The Bumpers amendment, he said, "would completely reverse the time honored presumption that agency rules are valid. It is easy enough already to throw out agency rules.
"The Bumpers amendment would throw the whole regulatory process into disarray, making it impossible for the government to protect civil rights and all the other things government is supposed to do."
The Senate's "gutting of the stripmine law" this week, while it was done in the name of energy, would not make more coal available, Speth said, because demand, not supply, is limiting production. The strip-mine law requires companies to restore and replant land they have stripped.

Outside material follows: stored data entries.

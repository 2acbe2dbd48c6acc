//! Log files on a local or mounted filesystem

use std::io::{self, SeekFrom};
use std::path::PathBuf;
use std::time::{SystemTime, UNIX_EPOCH};

use async_trait::async_trait;
use tokio::fs;
use tokio::io::{AsyncSeekExt, BufReader};
use tracing::debug;

use super::{join_path, FileInfo, HostConnector, LogReader, LogSource};
use crate::config::ServerConfig;

fn unix_secs(time: SystemTime) -> Option<i64> {
    time.duration_since(UNIX_EPOCH)
        .ok()
        .map(|d| d.as_secs() as i64)
}

/// Connects to hosts whose filesystem is reachable under `server.root`
#[derive(Debug, Clone, Default)]
pub struct LocalConnector;

#[async_trait]
impl HostConnector for LocalConnector {
    async fn connect(&self, server: &ServerConfig) -> io::Result<Box<dyn LogSource>> {
        let source = LocalLogSource::new(server.root.clone());
        let log_dir = source.local_path(&server.log_dir);
        let meta = fs::metadata(&log_dir).await?;
        if !meta.is_dir() {
            return Err(io::Error::new(
                io::ErrorKind::NotFound,
                format!("{} is not a directory", log_dir.display()),
            ));
        }
        debug!(host = %server.name(), dir = %log_dir.display(), "Opened local log source");
        Ok(Box::new(source))
    }
}

/// Host paths resolved against an optional local root
#[derive(Debug, Clone, Default)]
pub struct LocalLogSource {
    root: Option<PathBuf>,
}

impl LocalLogSource {
    pub fn new(root: Option<PathBuf>) -> Self {
        Self { root }
    }

    pub fn local_path(&self, path: &str) -> PathBuf {
        match &self.root {
            Some(root) => root.join(path.trim_start_matches('/')),
            None => PathBuf::from(path),
        }
    }
}

#[async_trait]
impl LogSource for LocalLogSource {
    async fn list_dir(&self, dir: &str) -> io::Result<Vec<FileInfo>> {
        let mut entries = fs::read_dir(self.local_path(dir)).await?;
        let mut files = Vec::new();
        while let Some(entry) = entries.next_entry().await? {
            let meta = entry.metadata().await?;
            let name = entry.file_name().to_string_lossy().into_owned();
            files.push(FileInfo {
                path: join_path(dir, &name),
                name,
                len: meta.len(),
                modified: meta.modified().ok().and_then(unix_secs),
                is_file: meta.is_file(),
            });
        }
        Ok(files)
    }

    async fn stat(&self, path: &str) -> io::Result<FileInfo> {
        let meta = fs::metadata(self.local_path(path)).await?;
        let name = path.rsplit('/').next().unwrap_or(path).to_string();
        Ok(FileInfo {
            name,
            path: path.to_string(),
            len: meta.len(),
            modified: meta.modified().ok().and_then(unix_secs),
            is_file: meta.is_file(),
        })
    }

    async fn open_at(&self, path: &str, offset: u64) -> io::Result<LogReader> {
        let mut file = fs::File::open(self.local_path(path)).await?;
        if offset > 0 {
            file.seek(SeekFrom::Start(offset)).await?;
        }
        Ok(Box::new(BufReader::new(file)))
    }
}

In the case of the Tennessee dam, he said, the costs of flooding the land greatly exceed the dam's benefits. He added that "Congress established a process to review conflicts with endangered species and then turned around and abandoned the process after it was set in motion." Under that process, a Cabinet-level committee decided recently it was uneconomical to build the dam.
Asked why President Carter has not supported environmental issues as publicly as he has energy issues, Speth said, "Right now the country needs and is demanding more presidential attention on the energy issue and on inflation."